The funny thing is, this is the type of vulnerability that leaves juuuust enough room for Christ to have complete control to work miracles in our lives. This entire time we prayed fervently, and were expectant, and still are remaining expectant to see Him work. In the process, prayers were answered, healing occurred, and the Lord even started articulating more promises to me that I know He will fulfill in my life… promises that I never imagined I was even deserving enough for. I’m more excited about the future than I’ve ever been. But above all, I’ve fallen even more in love with Him and His will makes sense. I don’t care what happens to my life as long as it’s for His glory. (A lot of what I’m saying is waaaay easier said than done, but don’t you see the splendor that comes from complete surrender?).

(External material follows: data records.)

use chrono::{Datelike, Duration, Months, NaiveDate};
use serde::{Deserialize, Deserializer, Serialize, Serializer};
use std::fmt;
use std::str::FromStr;

use crate::day_count::parse_date;
use crate::decimal::{self, Money, MONEY_SCALE};
use crate::errors::{Result, ScheduleError};

/// calendar month, displayed as `YYYY-MM`
#[derive(Debug, Clone, Copy, PartialEq, Eq, PartialOrd, Ord, Hash)]
pub struct YearMonth(NaiveDate);

impl YearMonth {
    pub fn new(year: i32, month: u32) -> Result<Self> {
        NaiveDate::from_ymd_opt(year, month, 1)
            .map(YearMonth)
            .ok_or_else(|| ScheduleError::invalid_input(format!("no such month: {}-{}", year, month)))
    }

    pub fn from_date(date: NaiveDate) -> Self {
        YearMonth(date.with_day(1).unwrap_or(date))
    }

    pub fn year(&self) -> i32 {
        self.0.year()
    }

    pub fn month(&self) -> u32 {
        self.0.month()
    }

    pub fn next(&self) -> Self {
        YearMonth(self.0 + Months::new(1))
    }

    pub fn first_day(&self) -> NaiveDate {
        self.0
    }

    pub fn last_day(&self) -> NaiveDate {
        self.next().0 - Duration::days(1)
    }

    pub fn days_in_month(&self) -> u32 {
        self.last_day().day()
    }

    /// the given day of this month, clamped to `1..=days_in_month`
    pub fn day_clamped(&self, day: u32) -> NaiveDate {
        let day = day.clamp(1, self.days_in_month());
        self.0.with_day(day).unwrap_or(self.0)
    }

    pub fn contains(&self, date: NaiveDate) -> bool {
        YearMonth::from_date(date) == *self
    }
}

impl fmt::Display for YearMonth {
    fn fmt(&self, f: &mut fmt::Formatter<'_>) -> fmt::Result {
        write!(f, "{:04}-{:02}", self.year(), self.month())
    }
}

impl FromStr for YearMonth {
    type Err = ScheduleError;

    fn from_str(s: &str) -> Result<Self> {
        let date = parse_date(&format!("{}-01", s.trim()))
            .map_err(|_| ScheduleError::parse(s, "expected YYYY-MM"))?;
        Ok(YearMonth(date))
    }
}

impl Serialize for YearMonth {
    fn serialize<S: Serializer>(&self, serializer: S) -> std::result::Result<S::Ok, S::Error> {
        serializer.collect_str(self)
    }
}

impl<'de> Deserialize<'de> for YearMonth {
    fn deserialize<D: Deserializer<'de>>(deserializer: D) -> std::result::Result<Self, D::Error> {
        let s = String::deserialize(deserializer)?;
        s.parse().map_err(serde::de::Error::custom)
    }
}

/// day of month on which recurring accruals are booked
#[derive(Debug, Clone, Copy, PartialEq, Eq, PartialOrd, Ord, Serialize, Deserialize)]
#[serde(try_from = "u32", into = "u32")]
pub struct AccrualDay(u32);

impl AccrualDay {
    pub fn new(day: u32) -> Result<Self> {
        if !(1..=31).contains(&day) {
            return Err(ScheduleError::invalid_input(format!(
                "accrual day must be within 1..=31, got {}",
                day
            )));
        }
        Ok(AccrualDay(day))
    }

    pub fn get(&self) -> u32 {
        self.0
    }
}

impl Default for AccrualDay {
    fn default() -> Self {
        AccrualDay(1)
    }
}

impl TryFrom<u32> for AccrualDay {
    type Error = ScheduleError;

    fn try_from(day: u32) -> Result<Self> {
        AccrualDay::new(day)
    }
}

impl From<AccrualDay> for u32 {
    fn from(day: AccrualDay) -> u32 {
        day.0
    }
}

/// principal repayment on a given date
#[derive(Debug, Clone, Copy, PartialEq, Eq, Serialize, Deserialize)]
pub struct Repayment {
    pub date: NaiveDate,
    pub amount: Money,
}

impl Repayment {
    pub fn new(date: NaiveDate, amount: Money) -> Self {
        Self { date, amount }
    }
}

/// non-empty repayments with strictly ascending, unique dates.
///
/// the last entry's date is the end of the schedule.
#[derive(Debug, Clone, PartialEq, Eq, Serialize, Deserialize)]
#[serde(try_from = "Vec<Repayment>", into = "Vec<Repayment>")]
pub struct RepaymentSchedule {
    entries: Vec<Repayment>,
}

impl RepaymentSchedule {
    pub fn new(entries: Vec<Repayment>) -> Result<Self> {
        if entries.is_empty() {
            return Err(ScheduleError::invalid_input("repayment schedule is empty"));
        }
        for pair in entries.windows(2) {
            if pair[1].date <= pair[0].date {
                return Err(ScheduleError::invalid_input(format!(
                    "repayment dates must be strictly ascending: {} follows {}",
                    pair[1].date, pair[0].date
                )));
            }
        }
        if let Some(negative) = entries.iter().find(|r| r.amount.is_negative()) {
            return Err(ScheduleError::invalid_input(format!(
                "negative repayment of {} on {}",
                negative.amount, negative.date
            )));
        }
        Ok(Self { entries })
    }

    pub fn from_pairs<I>(pairs: I) -> Result<Self>
    where
        I: IntoIterator<Item = (NaiveDate, Money)>,
    {
        Self::new(pairs.into_iter().map(|(date, amount)| Repayment::new(date, amount)).collect())
    }

    /// build from `(YYYY-MM-DD, amount)` string pairs
    pub fn parse(pairs: &[(&str, &str)]) -> Result<Self> {
        let entries = pairs
            .iter()
            .map(|(date, amount)| Ok(Repayment::new(parse_date(date)?, Money::from_str_exact(amount)?)))
            .collect::<Result<Vec<_>>>()?;
        Self::new(entries)
    }

    pub fn iter(&self) -> std::slice::Iter<'_, Repayment> {
        self.entries.iter()
    }

    pub fn as_slice(&self) -> &[Repayment] {
        &self.entries
    }

    pub fn len(&self) -> usize {
        self.entries.len()
    }

    /// always false, kept for the `len` convention
    pub fn is_empty(&self) -> bool {
        self.entries.is_empty()
    }

    pub fn first_date(&self) -> NaiveDate {
        self.entries[0].date
    }

    pub fn last_date(&self) -> NaiveDate {
        self.entries[self.entries.len() - 1].date
    }

    /// sum of every repayment, `ArithmeticError` on overflow
    pub fn total(&self) -> Result<Money> {
        decimal::checked_sum(self.entries.iter().map(|r| r.amount.as_decimal()), MONEY_SCALE)
            .map(Money::from_decimal)
            .ok_or_else(|| ScheduleError::arithmetic("repayment total overflowed"))
    }
}

impl TryFrom<Vec<Repayment>> for RepaymentSchedule {
    type Error = ScheduleError;

    fn try_from(entries: Vec<Repayment>) -> Result<Self> {
        RepaymentSchedule::new(entries)
    }
}

impl From<RepaymentSchedule> for Vec<Repayment> {
    fn from(schedule: RepaymentSchedule) -> Self {
        schedule.entries
    }
}

impl<'a> IntoIterator for &'a RepaymentSchedule {
    type Item = &'a Repayment;
    type IntoIter = std::slice::Iter<'a, Repayment>;

    fn into_iter(self) -> Self::IntoIter {
        self.entries.iter()
    }
}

I say this a lot, but I really don’t know where many of y’all are in your life. But if you ever are looking for a recommendation from me, a total dedication to not only fasting, but also amping up your prayer simultaneously is the best way to get answers, understanding, healing, and whatever else you may be seeking the Lord for. My advice? Try it. And do it all in.
For some of you this may be quite elementary. In fact, I feel somewhat inadequate because here I am talking about where I am in life and what I expect the Lord to do and what He’s doing, and yet this is really the first time I’ve completely unplugged from the world and completely plugged into Jesus for more than 10 days. But it’s a journey right?
There’s so much that’s going on, and I know that I will be able to tell y’all even more over the next few months. I’m so excited for what’s coming, no matter what it even is. Truthfully, the future means more time spent with Jesus, and that means being with Him more and more. If the future means more of Him, that’s all I need to know. No matter what it is. I. Can’t. Wait.
He’s all we need, friends. Really. Just let go, and see what He does. He might just make you laugh.